What to do ->
Set down exactly the lines below, starting at the one that contains "Type alias for" and ending at the one that contains "A MESA installation", with both of those lines included and nothing else.

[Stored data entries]
=== Begin Enclosure ===

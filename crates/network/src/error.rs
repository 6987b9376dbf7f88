//! Result and Error types for nucnet-network

/// Type alias for `Result<T, network::Error>`
pub type Result<T> = core::result::Result<T, Error>;

/// The error type for the `nucnet-network` crate
///
/// Problems with the network files themselves are never errors. Missing files
/// and unreadable lines are logged and skipped, so only failures to decide
/// where to look end up here.
#[derive(thiserror::Error, Debug)]
pub enum Error {
    /// Underlying file I/O error
    #[error("failed input/output stream")]
    IOError(#[from] std::io::Error),

    /// A MESA installation was requested but `MESA_DIR` is not set
    #[error("environment variable MESA_DIR is not set")]
    MissingMesaDir,

    /// The search location exists but is not a directory
    #[error("network search path {0:?} is not a directory")]
    NotADirectory(std::path::PathBuf),
}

=== End Enclosure ===

Finished exercise ->
/// Type alias for `Result<T, network::Error>`
pub type Result<T> = core::result::Result<T, Error>;

/// The error type for the `nucnet-network` crate
///
/// Problems with the network files themselves are never errors. Missing files
/// and unreadable lines are logged and skipped, so only failures to decide
/// where to look end up here.
#[derive(thiserror::Error, Debug)]
pub enum Error {
    /// Underlying file I/O error
    #[error("failed input/output stream")]
    IOError(#[from] std::io::Error),

    /// A MESA installation was requested but `MESA_DIR` is not set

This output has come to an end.